The field was giving the starter all the trouble that twenty-four high-spirited thoroughbreds could give to any man. For ten minutes they backed and sidled and jumped and kicked and circled before the two long tapes. With exemplary patience the starter waited, directing, imploring almost, commanding and, it must be confessed, swearing, for he was a North-country starter who had no respect for the cracks of the jockey world.
For Sir Isaac the period of waiting had increased the tension. His hands were shaking, his glasses went up and down, jerkily; he was in an agony of apprehension, when suddenly the white tape swung up, the field bunched into three sections, then spread again and, like a cavalry regiment, came thundering down the slight declivity on its homeward journey.
“They’re off!”
A roar of voices. Every glass was focused on the oncoming field. There was nothing in it for two furlongs; the start had been a splendid one. They came almost in a dead line. Then something on the rail shot out a little: it was Timbolino, going with splendid smoothness.
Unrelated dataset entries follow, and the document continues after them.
//! Storage backends for the pending-transaction queue.
//!
//! A `QueueStore` persists whole record lists under fixed keys; the list is
//! always read and written wholesale, never patched in place. The file-backed
//! implementation keeps one JSON document per key in the data directory.

use std::collections::HashMap;
use std::path::PathBuf;
use std::sync::Mutex;

use serde::{Deserialize, Serialize};
use tracing::info;

use crate::transaction::TransactionRecord;

/// Local persistence fault
#[derive(Debug, thiserror::Error)]
pub enum StorageError {
    #[error("Storage I/O error: {0}")]
    Io(#[from] std::io::Error),

    #[error("Storage encoding error: {0}")]
    Encoding(#[from] serde_json::Error),
}

/// A transaction record waiting in the local queue, with retry bookkeeping.
///
/// The record itself is stored flattened, so the persisted document stays a
/// JSON sequence of transaction fields plus `attempts` and `lastError`.
#[derive(Debug, Clone, Serialize, Deserialize, PartialEq)]
#[serde(rename_all = "camelCase")]
pub struct QueuedRecord {
    #[serde(flatten)]
    pub record: TransactionRecord,
    /// Remote attempts made so far, counting the one that enqueued it.
    #[serde(default = "default_attempts")]
    pub attempts: u32,
    /// Message of the most recent failure.
    #[serde(default)]
    pub last_error: Option<String>,
}

fn default_attempts() -> u32 {
    1
}

impl QueuedRecord {
    /// Wrap a record after its first failed remote attempt
    pub fn first_attempt(record: TransactionRecord, error: impl Into<String>) -> Self {
        Self {
            record,
            attempts: 1,
            last_error: Some(error.into()),
        }
    }

    /// Record another failed replay attempt
    pub fn note_failure(&mut self, error: impl Into<String>) {
        self.attempts += 1;
        self.last_error = Some(error.into());
    }
}

/// Persistence for pending-record lists, keyed by logical queue name
#[async_trait::async_trait]
pub trait QueueStore: Send + Sync {
    /// Load the list stored under `key`; an absent key is an empty list
    async fn load(&self, key: &str) -> Result<Vec<QueuedRecord>, StorageError>;

    /// Overwrite the list stored under `key` wholesale
    async fn save(&self, key: &str, records: &[QueuedRecord]) -> Result<(), StorageError>;
}

/// File-based implementation of `QueueStore`
pub struct FileQueueStore {
    data_dir: PathBuf,
}

impl FileQueueStore {
    pub fn new(data_dir: PathBuf) -> Self {
        Self { data_dir }
    }

    fn path_for(&self, key: &str) -> PathBuf {
        self.data_dir.join(format!("{}.json", key))
    }
}

#[async_trait::async_trait]
impl QueueStore for FileQueueStore {
    async fn load(&self, key: &str) -> Result<Vec<QueuedRecord>, StorageError> {
        let path = self.path_for(key);
        if !path.exists() {
            return Ok(Vec::new());
        }

        let contents = tokio::fs::read_to_string(&path).await?;
        let records: Vec<QueuedRecord> = serde_json::from_str(&contents)?;
        Ok(records)
    }

    async fn save(&self, key: &str, records: &[QueuedRecord]) -> Result<(), StorageError> {
        tokio::fs::create_dir_all(&self.data_dir).await?;

        let contents = serde_json::to_string_pretty(records)?;
        let path = self.path_for(key);
        tokio::fs::write(&path, contents).await?;

        info!("Saved {} records to {:?}", records.len(), path);
        Ok(())
    }
}

/// In-memory implementation of `QueueStore`, used in tests and embedded setups
#[derive(Default)]
pub struct MemoryQueueStore {
    entries: Mutex<HashMap<String, Vec<QueuedRecord>>>,
}

impl MemoryQueueStore {
    pub fn new() -> Self {
        Self::default()
    }
}

#[async_trait::async_trait]
impl QueueStore for MemoryQueueStore {
    async fn load(&self, key: &str) -> Result<Vec<QueuedRecord>, StorageError> {
        Ok(self
            .entries
            .lock()
            .unwrap()
            .get(key)
            .cloned()
            .unwrap_or_default())
    }

    async fn save(&self, key: &str, records: &[QueuedRecord]) -> Result<(), StorageError> {
        self.entries
            .lock()
            .unwrap()
            .insert(key.to_string(), records.to_vec());
        Ok(())
    }
}

#[cfg(test)]
mod tests {
    use super::*;
    use crate::transaction::TransactionRecordBuilder;

    fn queued(id: &str) -> QueuedRecord {
        let record = TransactionRecordBuilder::new()
            .with_transaction_id(id)
            .with_vehicle_no("BA-1-2345")
            .with_customer_name("Ram Traders")
            .with_shipping_address("Kathmandu")
            .with_material("Sand")
            .with_quantity(10.0)
            .with_total_amount(15000.0)
            .with_driver_name("Hari")
            .build()
            .unwrap();
        QueuedRecord::first_attempt(record, "Network error: no response from server")
    }

    #[tokio::test]
    async fn absent_key_loads_as_empty_list() {
        let dir = tempfile::tempdir().unwrap();
        let store = FileQueueStore::new(dir.path().to_path_buf());
        let records = store.load("pending_transactions").await.unwrap();
        assert!(records.is_empty());
    }

    #[tokio::test]
    async fn saved_records_load_back_unchanged() {
        let dir = tempfile::tempdir().unwrap();
        let store = FileQueueStore::new(dir.path().to_path_buf());

        let records = vec![queued("TXN000001"), queued("TXN000002")];
        store.save("pending_transactions", &records).await.unwrap();

        let loaded = store.load("pending_transactions").await.unwrap();
        assert_eq!(loaded, records);
    }

    #[tokio::test]
    async fn queued_record_flattens_into_transaction_fields() {
        let value = serde_json::to_value(queued("TXN000001")).unwrap();
        assert!(value.get("transactionId").is_some());
        assert_eq!(value.get("attempts").and_then(|a| a.as_u64()), Some(1));
        assert!(value.get("lastError").is_some());
        // No nested wrapper object around the record itself.
        assert!(value.get("record").is_none());
    }

    #[tokio::test]
    async fn note_failure_tracks_attempts_and_message() {
        let mut entry = queued("TXN000001");
        entry.note_failure("Server error (500): boom");
        assert_eq!(entry.attempts, 2);
        assert_eq!(
            entry.last_error.as_deref(),
            Some("Server error (500): boom")
        );
    }

    #[tokio::test]
    async fn memory_store_round_trips() {
        let store = MemoryQueueStore::new();
        assert!(store.load("pending_transactions").await.unwrap().is_empty());
        store
            .save("pending_transactions", &[queued("TXN000001")])
            .await
            .unwrap();
        let loaded = store.load("pending_transactions").await.unwrap();
        assert_eq!(loaded.len(), 1);
        assert_eq!(loaded[0].record.transaction_id, "TXN000001");
    }
}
“That looks like the winner,” said Horace philosophically. “Mine’s shut in.”
In the middle of the course the jockey on Nemesis, seeking an opening, had dashed his mount to one which was impossible.
He found himself boxed between two horses, the riders of which showed no disposition to open out for him. The field was half-way on its journey when the boy pulled the filly out of the trap and “came round his horses.”
Timbolino had a two-length clear lead of Colette, which was a length clear of a bunch of five; Nemesis, when half the journey was done, was lying eighth or ninth.
Actually I don't have much knowledge about the horse racing, and I searched a lot about the possible meanings of these bolded words, but I didn't get them.
Do these "colours and cap" refer to garments of the horse or clothes of the jockey?
It seems that "on its homeward journey" refers to "the field of horses", but aren't they supposed to be going to the finish line?! So what's meant by "homeward" here?
I think that "come round his horses" means "rejoin the other horses", but why did the author used "his" and why did he put it between quotation marks?